The clinical presentation and outcome of cardiovascular (CV) emergencies presenting during cruise ship travel remain largely unknown. The aim of this prospective study was to examine the types of CV emergencies in adults on cruise ships and determine the diagnostic and therapeutic procedures required.
Methods
Our cardiology department provides contracted cardiology consultations to 5 large cruise lines to aid in the appropriate management of CV emergencies. Initial consultation is established by teleconference with the requesting on-board physician at his/her discretion from the ship’s infirmary. Over a 2-year period, we prospectively maintained a registry of all such consultations in consecutive fashion. Data from adult passengers (≥18 years of age) were prospectively collected. Patient demographics (age, gender), presenting symptoms, selected medical history (history of coronary artery disease, previous myocardial infarction, previous coronary bypass grafting, history of atrial fibrillation, and previous permanent pacemaker), 12-lead electrocardiograms, initial diagnosis, recommended medical therapy, and triage were recorded. Initial diagnoses were defined as acute coronary syndromes (presence of cardiac symptoms of ischemic origin in combination with abnormal cardiac biomarkers and/or electrocardiographic changes) and atrial arrhythmias (atrial fibrillation or atrial flutter). Data were made available to the consulting cardiologist by teleconference and from data transmitted by facsimile and/or scanned into electronic mail. The study was approved by the Cleveland Clinic Florida (Weston, Florida) institutional review board.

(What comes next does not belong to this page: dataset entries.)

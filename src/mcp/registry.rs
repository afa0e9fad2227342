//! MCP Server Registry
//!
//! Holds the connected tool servers and routes tool calls by name.

use futures::future::join_all;
use serde_json::{json, Value};
use std::collections::HashMap;

use super::client::{McpClient, McpError};
use super::protocol::{McpTool, ToolCallResult};
use crate::config::McpServerConfig;
use crate::llm::ToolDefinition;

/// Registry for managing MCP server connections
#[derive(Default)]
pub struct McpRegistry {
    clients: Vec<McpClient>,
    tool_map: HashMap<String, usize>, // tool_name -> index into clients
    failures: Vec<(String, String)>,
}

impl McpRegistry {
    pub fn new() -> Self {
        Self::default()
    }

    /// Connect every enabled server concurrently. A server that cannot be
    /// reached is logged and left out; the rest stay usable.
    pub async fn connect(configs: &[McpServerConfig]) -> Self {
        let attempts = join_all(configs.iter().filter(|c| c.enabled).map(|config| async move {
            let result = async {
                let mut client = McpClient::from_config(config)?;
                client.connect().await?;
                Ok::<_, McpError>(client)
            }
            .await;
            (config.name.clone(), result)
        }))
        .await;

        let mut registry = Self::new();
        for (name, result) in attempts {
            match result {
                Ok(client) => registry.add_client(client),
                Err(e) => {
                    tracing::warn!("Failed to connect to MCP server '{}': {}", name, e);
                    registry.failures.push((name, e.to_string()));
                }
            }
        }
        registry
    }

    /// Register a connected client. On a name clash the earlier server keeps the tool.
    pub fn add_client(&mut self, client: McpClient) {
        let index = self.clients.len();
        for tool in client.tools() {
            match self.tool_map.get(&tool.name) {
                Some(&owner) => tracing::warn!(
                    "Tool '{}' from '{}' shadowed by '{}'",
                    tool.name,
                    client.name(),
                    self.clients[owner].name()
                ),
                None => {
                    self.tool_map.insert(tool.name.clone(), index);
                }
            }
        }
        self.clients.push(client);
    }

    pub fn connected_servers(&self) -> Vec<&str> {
        self.clients.iter().map(|c| c.name()).collect()
    }

    /// Servers that failed to connect, with the reason.
    pub fn failures(&self) -> &[(String, String)] {
        &self.failures
    }

    pub fn find_tool_server(&self, tool_name: &str) -> Option<&str> {
        self.tool_map
            .get(tool_name)
            .map(|&index| self.clients[index].name())
    }

    /// Routable tools in server order, paired with their server name.
    pub fn list_all_tools(&self) -> Vec<(&str, &McpTool)> {
        self.clients
            .iter()
            .enumerate()
            .flat_map(|(index, client)| {
                client
                    .tools()
                    .iter()
                    .filter(move |tool| self.tool_map.get(&tool.name) == Some(&index))
                    .map(move |tool| (client.name(), tool))
            })
            .collect()
    }

    pub fn definitions(&self) -> Vec<ToolDefinition> {
        self.list_all_tools()
            .into_iter()
            .map(|(_, tool)| to_definition(tool))
            .collect()
    }

    pub fn is_empty(&self) -> bool {
        self.tool_map.is_empty()
    }

    /// Call a tool (automatically routes to correct server)
    pub async fn call_tool(&self, tool_name: &str, arguments: &Value) -> Result<ToolCallResult, McpError> {
        let index = self
            .tool_map
            .get(tool_name)
            .ok_or_else(|| McpError::UnknownTool(tool_name.to_string()))?;

        self.clients[*index].call_tool(tool_name, arguments).await
    }

    pub async fn shutdown(&self) {
        join_all(self.clients.iter().map(|c| c.close())).await;
    }
}

fn to_definition(tool: &McpTool) -> ToolDefinition {
    ToolDefinition {
        name: tool.name.clone(),
        description: tool.description.clone().unwrap_or_default(),
        input_schema: tool
            .input_schema
            .clone()
            .unwrap_or_else(|| json!({"type": "object", "properties": {}})),
    }
}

Patients triaged to our institution from the cruise ship were followed until date of hospital discharge. For patients triaged to our hospital, medical charts were reviewed for the principal diagnosis, symptom history, medical and surgical histories, diagnostic and interventional procedures performed, and in-hospital mortality.
Patient data were collected in a Microsoft Excel database (Microsoft, Redmond, Washington), and Microsoft Excel was used for statistical analysis. Results are presented as mean ± SD and median and range. Statistical comparisons were made using Student’s t test for continuous variables and chi-square analysis for categorical variables. Statistical significance was defined as a p value <0.05.
Results
From January 1, 2004, to December 31, 2005, there were 100 consecutive adult cardiology consultations obtained from participating cruise lines. Baseline passenger characteristics are listed in Table 1 . There were 76 men and 24 women, with a mean age of 66 ± 14 years (median 68, range 18 to 90). Most passengers were in their seventh decade of life (n = 30), followed by those in their sixth decade of life (n = 26). Nearly 1/5 of passengers (19%) had previous coronary artery disease.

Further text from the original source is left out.